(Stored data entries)
%%

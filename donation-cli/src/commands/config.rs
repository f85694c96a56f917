//! Config command implementation.

use clap::Args;
use std::path::PathBuf;

use donation_verifier::{VerificationRouter, VerifierConfig};

use crate::output;

/// Arguments for the config command.
#[derive(Args)]
pub struct ConfigArgs {
    /// Validate this config file instead of printing a template
    #[arg(long, value_name = "PATH")]
    pub check: Option<PathBuf>,
}

/// Run the config command.
pub fn run(args: ConfigArgs) -> i32 {
    let Some(path) = args.check else {
        print!("{}", VerifierConfig::template());
        return 0;
    };

    let config = match VerifierConfig::load(&path) {
        Ok(c) => c,
        Err(e) => {
            output::rejected("Invalid config", &e);
            return 1;
        }
    };

    // Building the router resolves every URL, contract and program id.
    let router = match VerificationRouter::from_config(&config) {
        Ok(r) => r,
        Err(e) => {
            output::rejected("Invalid config", &e);
            return 1;
        }
    };

    output::config_accepted(&path, config.timeout_ms, &router.chains());
    0
}
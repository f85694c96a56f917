//! Integration tests for DonationLedger.
//!
//! These tests exercise admission across sessions and threads, verifying
//! idempotence and session isolation under concurrency.

use std::sync::Arc;
use std::thread;

use donation_core::{
    ChainId, DonationCandidate, DonationLedger, DonorMetadata, FinalityState, SessionId,
    SolanaCluster, VerificationOutcome,
};
use ethers_core::types::U256;

const TX_A: &str = "0xaaaaaaaaaaaaaaaaaaaaaaaaaaaaaaaaaaaaaaaaaaaaaaaaaaaaaaaaaaaaaaaa";
const TX_B: &str = "0xbbbbbbbbbbbbbbbbbbbbbbbbbbbbbbbbbbbbbbbbbbbbbbbbbbbbbbbbbbbbbbbb";

fn confirmed(chain: ChainId, tx: &str, amount: u64) -> DonationCandidate {
    let outcome = VerificationOutcome::matched(
        chain,
        tx,
        U256::from(amount),
        "0x742d35cc6634c0532925a3b844bc454e4438f44e",
        Some(10),
        FinalityState::Confirmed,
    );
    DonationCandidate::from_outcome(&outcome).unwrap()
}

/// N threads admitting the same donation id produce exactly one stored donation.
#[test]
fn test_concurrent_same_donation_single_winner() {
    let ledger = Arc::new(DonationLedger::new());
    let session = SessionId::new("race");
    let rx = ledger.watch(&session);

    let handles: Vec<_> = (0..32)
        .map(|_| {
            let ledger = ledger.clone();
            let session = session.clone();
            thread::spawn(move || {
                ledger
                    .admit(&session, confirmed(ChainId::Evm(1), TX_A, 100))
                    .unwrap()
                    .is_new()
            })
        })
        .collect();

    let winners = handles
        .into_iter()
        .map(|h| h.join().expect("thread panicked"))
        .filter(|new| *new)
        .count();

    assert_eq!(winners, 1, "exactly one admission must win");
    assert_eq!(ledger.list(&session).len(), 1);
    assert_eq!(ledger.head(&session), 1);
    assert_eq!(rx.borrow().sequence, 1);
}

/// Distinct sessions admit in parallel and never see each other's donations.
#[test]
fn test_sessions_are_isolated() {
    let ledger = Arc::new(DonationLedger::new());
    let s1 = SessionId::new("s1");
    let s2 = SessionId::new("s2");

    let t1 = {
        let ledger = ledger.clone();
        let s1 = s1.clone();
        thread::spawn(move || ledger.admit(&s1, confirmed(ChainId::Evm(1), TX_A, 1)).unwrap())
    };
    let t2 = {
        let ledger = ledger.clone();
        let s2 = s2.clone();
        thread::spawn(move || ledger.admit(&s2, confirmed(ChainId::Evm(1), TX_B, 2)).unwrap())
    };
    t1.join().unwrap();
    t2.join().unwrap();

    let s1_txs: Vec<String> = ledger.list(&s1).iter().map(|d| d.tx_reference.clone()).collect();
    let s2_txs: Vec<String> = ledger.list(&s2).iter().map(|d| d.tx_reference.clone()).collect();
    assert_eq!(s1_txs, vec![TX_A.to_string()]);
    assert_eq!(s2_txs, vec![TX_B.to_string()]);
    // Both sessions start their own sequence at 1.
    assert_eq!(ledger.head(&s1), 1);
    assert_eq!(ledger.head(&s2), 1);
}

/// The same on-chain transaction may be credited to two different sessions.
#[test]
fn test_same_tx_in_two_sessions() {
    let ledger = DonationLedger::new();
    let a = ledger
        .admit(&SessionId::new("a"), confirmed(ChainId::Evm(1), TX_A, 1))
        .unwrap();
    let b = ledger
        .admit(&SessionId::new("b"), confirmed(ChainId::Evm(1), TX_A, 1))
        .unwrap();
    assert!(a.is_new() && b.is_new());
    assert_eq!(a.donation().donation_id, b.donation().donation_id);
}

#[test]
fn test_cross_chain_totals_never_mix() {
    let ledger = DonationLedger::new();
    let session = SessionId::new("mixed");
    let devnet = ChainId::Solana(SolanaCluster::Devnet);

    ledger.admit(&session, confirmed(ChainId::Evm(1), TX_A, 1_000)).unwrap();
    ledger
        .admit(&session, confirmed(devnet, "5VERv8NMvzbJMEkV8xnrLkEaWRtSz9CosKDYjCJjBRnb", 2_000))
        .unwrap();

    let totals = ledger.total_for(&session).unwrap();
    assert_eq!(totals.get(&ChainId::Evm(1)), U256::from(1_000u64));
    assert_eq!(totals.get(&devnet), U256::from(2_000u64));
    assert_eq!(totals.iter().count(), 2);
}

#[test]
fn test_duplicate_keeps_original_donor() {
    let ledger = DonationLedger::new();
    let session = SessionId::new("donor");

    let first = confirmed(ChainId::Evm(1), TX_A, 1)
        .with_donor(Some(DonorMetadata::new(Some("alice"), Some("gg"))));
    let replay = confirmed(ChainId::Evm(1), TX_A, 1)
        .with_donor(Some(DonorMetadata::new(Some("mallory"), None)));

    ledger.admit(&session, first).unwrap();
    let again = ledger.admit(&session, replay).unwrap();

    assert!(!again.is_new());
    let donor = again.donation().donor.clone().unwrap();
    assert_eq!(donor.name.as_deref(), Some("alice"));
}

#[test]
fn test_admit_after_close_reopens_fresh_session() {
    let ledger = DonationLedger::new();
    let session = SessionId::new("reopen");
    ledger.admit(&session, confirmed(ChainId::Evm(1), TX_A, 1)).unwrap();
    assert!(ledger.close_session(&session));

    assert!(ledger.list(&session).is_empty());
    assert!(ledger.total_for(&session).unwrap().is_empty());

    let again = ledger.admit(&session, confirmed(ChainId::Evm(1), TX_A, 1)).unwrap();
    assert!(again.is_new());
    assert_eq!(again.donation().sequence, 1);
}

%%

## WORK INSTRUCTIONS:
Your task is an exact transcription of every line above.

## COMPLETED EXERCISE:
filename donation-cli/src/commands/config.rs
repository f85694c96a56f917
//! Config command implementation.

use clap::Args;
use std::path::PathBuf;

use donation_verifier::{VerificationRouter, VerifierConfig};

use crate::output;

/// Arguments for the config command.
#[derive(Args)]
pub struct ConfigArgs {
    /// Validate this config file instead of printing a template
    #[arg(long, value_name = "PATH")]
    pub check: Option<PathBuf>,
}

/// Run the config command.
pub fn run(args: ConfigArgs) -> i32 {
    let Some(path) = args.check else {
        print!("{}", VerifierConfig::template());
        return 0;
    };

    let config = match VerifierConfig::load(&path) {
        Ok(c) => c,
        Err(e) => {
            output::rejected("Invalid config", &e);
            return 1;
        }
    };

    // Building the router resolves every URL, contract and program id.
    let router = match VerificationRouter::from_config(&config) {
        Ok(r) => r,
        Err(e) => {
            output::rejected("Invalid config", &e);
            return 1;
        }
    };

    output::config_accepted(&path, config.timeout_ms, &router.chains());
    0
}
repository f85694c96a56f917
//! Integration tests for DonationLedger.
//!
//! These tests exercise admission across sessions and threads, verifying
//! idempotence and session isolation under concurrency.

use std::sync::Arc;
use std::thread;

use donation_core::{
    ChainId, DonationCandidate, DonationLedger, DonorMetadata, FinalityState, SessionId,
    SolanaCluster, VerificationOutcome,
};
use ethers_core::types::U256;

const TX_A: &str = "0xaaaaaaaaaaaaaaaaaaaaaaaaaaaaaaaaaaaaaaaaaaaaaaaaaaaaaaaaaaaaaaaa";
const TX_B: &str = "0xbbbbbbbbbbbbbbbbbbbbbbbbbbbbbbbbbbbbbbbbbbbbbbbbbbbbbbbbbbbbbbbb";

fn confirmed(chain: ChainId, tx: &str, amount: u64) -> DonationCandidate {
    let outcome = VerificationOutcome::matched(
        chain,
        tx,
        U256::from(amount),
        "0x742d35cc6634c0532925a3b844bc454e4438f44e",
        Some(10),
        FinalityState::Confirmed,
    );
    DonationCandidate::from_outcome(&outcome).unwrap()
}

/// N threads admitting the same donation id produce exactly one stored donation.
#[test]
fn test_concurrent_same_donation_single_winner() {
    let ledger = Arc::new(DonationLedger::new());
    let session = SessionId::new("race");
    let rx = ledger.watch(&session);

    let handles: Vec<_> = (0..32)
        .map(|_| {
            let ledger = ledger.clone();
            let session = session.clone();
            thread::spawn(move || {
                ledger
                    .admit(&session, confirmed(ChainId::Evm(1), TX_A, 100))
                    .unwrap()
                    .is_new()
            })
        })
        .collect();

    let winners = handles
        .into_iter()
        .map(|h| h.join().expect("thread panicked"))
        .filter(|new| *new)
        .count();

    assert_eq!(winners, 1, "exactly one admission must win");
    assert_eq!(ledger.list(&session).len(), 1);
    assert_eq!(ledger.head(&session), 1);
    assert_eq!(rx.borrow().sequence, 1);
}

/// Distinct sessions admit in parallel and never see each other's donations.
#[test]
fn test_sessions_are_isolated() {
    let ledger = Arc::new(DonationLedger::new());
    let s1 = SessionId::new("s1");
    let s2 = SessionId::new("s2");

    let t1 = {
        let ledger = ledger.clone();
        let s1 = s1.clone();
        thread::spawn(move || ledger.admit(&s1, confirmed(ChainId::Evm(1), TX_A, 1)).unwrap())
    };
    let t2 = {
        let ledger = ledger.clone();
        let s2 = s2.clone();
        thread::spawn(move || ledger.admit(&s2, confirmed(ChainId::Evm(1), TX_B, 2)).unwrap())
    };
    t1.join().unwrap();
    t2.join().unwrap();

    let s1_txs: Vec<String> = ledger.list(&s1).iter().map(|d| d.tx_reference.clone()).collect();
    let s2_txs: Vec<String> = ledger.list(&s2).iter().map(|d| d.tx_reference.clone()).collect();
    assert_eq!(s1_txs, vec![TX_A.to_string()]);
    assert_eq!(s2_txs, vec![TX_B.to_string()]);
    // Both sessions start their own sequence at 1.
    assert_eq!(ledger.head(&s1), 1);
    assert_eq!(ledger.head(&s2), 1);
}

/// The same on-chain transaction may be credited to two different sessions.
#[test]
fn test_same_tx_in_two_sessions() {
    let ledger = DonationLedger::new();
    let a = ledger
        .admit(&SessionId::new("a"), confirmed(ChainId::Evm(1), TX_A, 1))
        .unwrap();
    let b = ledger
        .admit(&SessionId::new("b"), confirmed(ChainId::Evm(1), TX_A, 1))
        .unwrap();
    assert!(a.is_new() && b.is_new());
    assert_eq!(a.donation().donation_id, b.donation().donation_id);
}

#[test]
fn test_cross_chain_totals_never_mix() {
    let ledger = DonationLedger::new();
    let session = SessionId::new("mixed");
    let devnet = ChainId::Solana(SolanaCluster::Devnet);

    ledger.admit(&session, confirmed(ChainId::Evm(1), TX_A, 1_000)).unwrap();
    ledger
        .admit(&session, confirmed(devnet, "5VERv8NMvzbJMEkV8xnrLkEaWRtSz9CosKDYjCJjBRnb", 2_000))
        .unwrap();

    let totals = ledger.total_for(&session).unwrap();
    assert_eq!(totals.get(&ChainId::Evm(1)), U256::from(1_000u64));
    assert_eq!(totals.get(&devnet), U256::from(2_000u64));
    assert_eq!(totals.iter().count(), 2);
}

#[test]
fn test_duplicate_keeps_original_donor() {
    let ledger = DonationLedger::new();
    let session = SessionId::new("donor");

    let first = confirmed(ChainId::Evm(1), TX_A, 1)
        .with_donor(Some(DonorMetadata::new(Some("alice"), Some("gg"))));
    let replay = confirmed(ChainId::Evm(1), TX_A, 1)
        .with_donor(Some(DonorMetadata::new(Some("mallory"), None)));

    ledger.admit(&session, first).unwrap();
    let again = ledger.admit(&session, replay).unwrap();

    assert!(!again.is_new());
    let donor = again.donation().donor.clone().unwrap();
    assert_eq!(donor.name.as_deref(), Some("alice"));
}

#[test]
fn test_admit_after_close_reopens_fresh_session() {
    let ledger = DonationLedger::new();
    let session = SessionId::new("reopen");
    ledger.admit(&session, confirmed(ChainId::Evm(1), TX_A, 1)).unwrap();
    assert!(ledger.close_session(&session));

    assert!(ledger.list(&session).is_empty());
    assert!(ledger.total_for(&session).unwrap().is_empty());

    let again = ledger.admit(&session, confirmed(ChainId::Evm(1), TX_A, 1)).unwrap();
    assert!(again.is_new());
    assert_eq!(again.donation().sequence, 1);
}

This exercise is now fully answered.